These records need to be repeated exactly, every one of them.

=== Begin Enclosure ===

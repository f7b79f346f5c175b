//! `sweep` and `purge`: one-off maintenance outside the dispatcher loop.

use super::open_store;
use crate::output::{self, OutputFormat};
use crate::settings;
use relay_config_and_utils::{Config, Paths};
use relay_outbox::CheckpointTracker;
use std::time::Duration;

pub async fn sweep(config: &Config, paths: &Paths, format: &OutputFormat) -> anyhow::Result<()> {
    let store = open_store(config, paths).await?;
    let liveness = Duration::from_secs(config.dispatcher.claim_liveness_timeout_secs);
    let requeued = store.sweep_expired_claims(liveness).await?;

    let tracker = CheckpointTracker::new(store.database().clone(), config.dispatcher.partition.clone());
    let checkpoint = tracker.advance().await?;

    output::print_success(
        &format!(
            "Requeued {} expired claim(s); low water for {} is {}",
            requeued,
            checkpoint.partition,
            checkpoint.low_water_position
        ),
        format,
    );
    Ok(())
}

pub async fn purge(
    config: &Config,
    paths: &Paths,
    older_than_hours: Option<u64>,
    format: &OutputFormat,
) -> anyhow::Result<()> {
    let hours = older_than_hours.unwrap_or(config.dispatcher.retention_hours);
    let Some(retention) = settings::retention(hours) else {
        anyhow::bail!("retention is disabled; pass --older-than-hours to purge anyway");
    };

    let store = open_store(config, paths).await?;
    let purged = store.purge_dispatched(retention).await?;
    output::print_success(
        &format!("Purged {} dispatched event(s) older than {}h", purged, hours),
        format,
    );
    Ok(())
}
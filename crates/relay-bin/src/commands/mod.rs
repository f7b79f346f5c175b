//! CLI command implementations.

mod dead;
mod history;
mod init;
mod maintenance;
mod run;
mod stats;

pub use dead::{dead_discard, dead_list, dead_requeue};
pub use history::history;
pub use init::init;
pub use maintenance::{purge, sweep};
pub use run::run;
pub use stats::stats;

use relay_config_and_utils::{Config, Paths};
use relay_database::AsyncDatabase;
use relay_outbox::OutboxStore;

/// Open the configured outbox database.
async fn open_store(config: &Config, paths: &Paths) -> anyhow::Result<OutboxStore> {
    let db = AsyncDatabase::open(&config.database_path(paths)).await?;
    Ok(OutboxStore::new(db))
}

#[cfg(test)]
mod tests {
    use super::*;
    use crate::output::OutputFormat;
    use relay_outbox::{EventType, NewOutboxEvent, OutboxStatus};
    use tempfile::tempdir;

    #[tokio::test]
    async fn test_operator_commands_against_fresh_database() {
        let dir = tempdir().unwrap();
        let paths = Paths::with_base_dir(dir.path().to_path_buf());
        paths.ensure_dirs().unwrap();
        let config = Config::default();

        let store = open_store(&config, &paths).await.unwrap();
        store
            .append(NewOutboxEvent::new("order", "42", EventType::Created, "{}"))
            .await
            .unwrap();
        assert!(config.database_path(&paths).exists());

        stats(&config, &paths, &OutputFormat::Json).await.unwrap();
        history(&config, &paths, "order", "42", &OutputFormat::Text)
            .await
            .unwrap();
        sweep(&config, &paths, &OutputFormat::Text).await.unwrap();
        dead_list(&config, &paths, 10, &OutputFormat::Text).await.unwrap();
        assert!(dead_requeue(&config, &paths, "missing", &OutputFormat::Text)
            .await
            .is_err());

        let pending = store.list(OutboxStatus::Pending, 10).await.unwrap();
        assert!(dead_discard(&config, &paths, &pending[0].event_id, &OutputFormat::Json)
            .await
            .is_err());
    }
}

=== End Enclosure ===

=== Response for this exercise ===
repository f7b79f346f5c175b
//! `sweep` and `purge`: one-off maintenance outside the dispatcher loop.

use super::open_store;
use crate::output::{self, OutputFormat};
use crate::settings;
use relay_config_and_utils::{Config, Paths};
use relay_outbox::CheckpointTracker;
use std::time::Duration;

pub async fn sweep(config: &Config, paths: &Paths, format: &OutputFormat) -> anyhow::Result<()> {
    let store = open_store(config, paths).await?;
    let liveness = Duration::from_secs(config.dispatcher.claim_liveness_timeout_secs);
    let requeued = store.sweep_expired_claims(liveness).await?;

    let tracker = CheckpointTracker::new(store.database().clone(), config.dispatcher.partition.clone());
    let checkpoint = tracker.advance().await?;

    output::print_success(
        &format!(
            "Requeued {} expired claim(s); low water for {} is {}",
            requeued,
            checkpoint.partition,
            checkpoint.low_water_position
        ),
        format,
    );
    Ok(())
}

pub async fn purge(
    config: &Config,
    paths: &Paths,
    older_than_hours: Option<u64>,
    format: &OutputFormat,
) -> anyhow::Result<()> {
    let hours = older_than_hours.unwrap_or(config.dispatcher.retention_hours);
    let Some(retention) = settings::retention(hours) else {
        anyhow::bail!("retention is disabled; pass --older-than-hours to purge anyway");
    };

    let store = open_store(config, paths).await?;
    let purged = store.purge_dispatched(retention).await?;
    output::print_success(
        &format!("Purged {} dispatched event(s) older than {}h", purged, hours),
        format,
    );
    Ok(())
}
filename crates/relay-bin/src/commands/mod.rs
repository f7b79f346f5c175b
//! CLI command implementations.

mod dead;
mod history;
mod init;
mod maintenance;
mod run;
mod stats;

pub use dead::{dead_discard, dead_list, dead_requeue};
pub use history::history;
pub use init::init;
pub use maintenance::{purge, sweep};
pub use run::run;
pub use stats::stats;

use relay_config_and_utils::{Config, Paths};
use relay_database::AsyncDatabase;
use relay_outbox::OutboxStore;

/// Open the configured outbox database.
async fn open_store(config: &Config, paths: &Paths) -> anyhow::Result<OutboxStore> {
    let db = AsyncDatabase::open(&config.database_path(paths)).await?;
    Ok(OutboxStore::new(db))
}

#[cfg(test)]
mod tests {
    use super::*;
    use crate::output::OutputFormat;
    use relay_outbox::{EventType, NewOutboxEvent, OutboxStatus};
    use tempfile::tempdir;

    #[tokio::test]
    async fn test_operator_commands_against_fresh_database() {
        let dir = tempdir().unwrap();
        let paths = Paths::with_base_dir(dir.path().to_path_buf());
        paths.ensure_dirs().unwrap();
        let config = Config::default();

        let store = open_store(&config, &paths).await.unwrap();
        store
            .append(NewOutboxEvent::new("order", "42", EventType::Created, "{}"))
            .await
            .unwrap();
        assert!(config.database_path(&paths).exists());

        stats(&config, &paths, &OutputFormat::Json).await.unwrap();
        history(&config, &paths, "order", "42", &OutputFormat::Text)
            .await
            .unwrap();
        sweep(&config, &paths, &OutputFormat::Text).await.unwrap();
        dead_list(&config, &paths, 10, &OutputFormat::Text).await.unwrap();
        assert!(dead_requeue(&config, &paths, "missing", &OutputFormat::Text)
            .await
            .is_err());

        let pending = store.list(OutboxStatus::Pending, 10).await.unwrap();
        assert!(dead_discard(&config, &paths, &pending[0].event_id, &OutputFormat::Json)
            .await
            .is_err());
    }
}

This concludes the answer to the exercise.